Last year, the Department of Primary Industries indicated it was considering basing its staff in a proposed $8.3 million state offices complex in the historic post office building.

Those plans have fallen through and the department is looking at other sites.

However, the council is still pressing ahead with a $500,000 refurbishment of the 1870s building for its own staff and still hopes to eventually attract a government tenant.

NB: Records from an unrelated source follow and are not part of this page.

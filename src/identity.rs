/*
 * This source code is licensed under the Business Source License 1.1.
 * See LICENSE in the root directory for full details.
 */

//! Image and cluster identifiers.
//!
//! A cluster is the unit of feedback: one accept/reject decision per cluster,
//! never per image. [`ClusterId`] is the key the ledger correlates decisions
//! by, and how it is derived decides what a confidence score means.
//!
//! - [`IdentityPolicy::ContentHash`]: FNV-1a over the sorted member identifiers.
//!   The same images regrouped into the same cluster on a later run get the
//!   same id, so confidence follows the grouping.
//! - [`IdentityPolicy::DisplayIndex`]: the 1-based position in this run's
//!   layout. Confidence then describes "the N-th cluster shown", whatever it
//!   contains.

use alloc::string::String;
use alloc::vec::Vec;

/// Identifier of a single image (typically its file path).
pub type ImageId = String;

const FNV64_OFFSET: u64 = 14_695_981_039_346_656_037;
const FNV64_PRIME: u64 = 1_099_511_628_211;

/// Tag mixed into display-index ids so they never collide with small hashes
/// by construction.
const DISPLAY_INDEX_TAG: u64 = 0x8000_0000_0000_0000;

/// Opaque feedback key for one cluster.
#[derive(Clone, Copy, Debug, PartialEq, Eq, Hash, PartialOrd, Ord)]
#[cfg_attr(feature = "serde", derive(serde::Serialize, serde::Deserialize))]
pub struct ClusterId(pub u64);

impl ClusterId {
    /// Content-derived id: FNV-1a 64 over the sorted member identifiers.
    ///
    /// Member order does not matter. Each identifier is terminated by a zero
    /// byte so that `["ab", "c"]` and `["a", "bc"]` hash differently.
    pub fn from_members<S: AsRef<str>>(members: &[S]) -> Self {
        let mut sorted: Vec<&str> = members.iter().map(|s| s.as_ref()).collect();
        sorted.sort_unstable();

        let mut h = FNV64_OFFSET;
        for id in sorted {
            for &b in id.as_bytes().iter().chain(core::iter::once(&0u8)) {
                h ^= b as u64;
                h = h.wrapping_mul(FNV64_PRIME);
            }
        }
        Self(h)
    }

    /// Volatile per-run id: the cluster's 1-based display index.
    pub fn from_display_index(display_index: usize) -> Self {
        Self(DISPLAY_INDEX_TAG | display_index as u64)
    }

    /// Raw 64-bit value.
    pub fn as_u64(self) -> u64 {
        self.0
    }
}

impl core::fmt::Display for ClusterId {
    fn fmt(&self, f: &mut core::fmt::Formatter<'_>) -> core::fmt::Result {
        write!(f, "{:016x}", self.0)
    }
}

/// How the orchestrator keys feedback for a rendered cluster.
#[derive(Clone, Copy, Debug, Default, PartialEq, Eq)]
#[cfg_attr(feature = "serde", derive(serde::Serialize, serde::Deserialize))]
pub enum IdentityPolicy {
    /// Stable across runs: hash of the sorted member identifiers.
    #[default]
    ContentHash,
    /// Volatile: position of the cluster in this run's layout.
    DisplayIndex,
}

impl IdentityPolicy {
    /// Derive the feedback key for a cluster under this policy.
    pub fn cluster_id<S: AsRef<str>>(self, members: &[S], display_index: usize) -> ClusterId {
        match self {
            IdentityPolicy::ContentHash => ClusterId::from_members(members),
            IdentityPolicy::DisplayIndex => ClusterId::from_display_index(display_index),
        }
    }
}

#[cfg(test)]
mod tests {
    use super::*;

    #[test]
    fn test_member_order_does_not_matter() {
        let a = ClusterId::from_members(&["x.png", "y.png", "z.png"]);
        let b = ClusterId::from_members(&["z.png", "x.png", "y.png"]);
        assert_eq!(a, b);
    }

    #[test]
    fn test_boundary_between_identifiers_is_hashed() {
        let a = ClusterId::from_members(&["ab", "c"]);
        let b = ClusterId::from_members(&["a", "bc"]);
        assert_ne!(a, b);
    }

    #[test]
    fn test_different_members_differ() {
        let a = ClusterId::from_members(&["a.png", "b.png"]);
        let b = ClusterId::from_members(&["a.png", "c.png"]);
        assert_ne!(a, b);
    }

    #[test]
    fn test_display_index_policy_ignores_members() {
        let p = IdentityPolicy::DisplayIndex;
        assert_eq!(p.cluster_id(&["a"], 3), p.cluster_id(&["b", "c"], 3));
        assert_ne!(p.cluster_id(&["a"], 3), p.cluster_id(&["a"], 4));
    }

    #[test]
    fn test_content_policy_ignores_position() {
        let p = IdentityPolicy::ContentHash;
        assert_eq!(p.cluster_id(&["a", "b"], 1), p.cluster_id(&["b", "a"], 7));
    }
}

“The plans for a government centre won’t eventuate in the short term, so council will utilise the building,” council communications manager Kim Sweetnam said.

“Work will be done over the next few months to refurbish the building for staff accommodation.

“The post office was a strategic purchase that gives council options for future planning and the development of a government centre remains a possibility for the future.”

Agriculture Minister Peter Walsh yesterday confirmed the post office site was not suitable as a government department centre.

“The Department of Primary Industries has undertaken an assessment of the former post office site in consultation with Warrnambool City Council and concluded the site does not meet the operational needs of the department,” he said.

“DPI is currently working with the Department of Treasury and Finance to secure a site for the new office and expects to make an announcement on this in the near future upon completion of due diligence processes.”

Mr Walsh visited the old post office early last year with mayor Jacinta Ermacora, city chief executive Bruce Anson and South West Coast MP Denis Napthine.

Mr Walsh said the proposed office complex would also accommodate public servants from other state government departments.

The council indicated parking needs could be accommodated in a proposed master plan redevelopment of the railway station yards.

There are about 540 city council staff scattered across several locations, with most crammed into the outdated 1970s civic centre on Liebig Street. It is understood the post office refurbishment would allow staff to be centralised and offer modern facilities.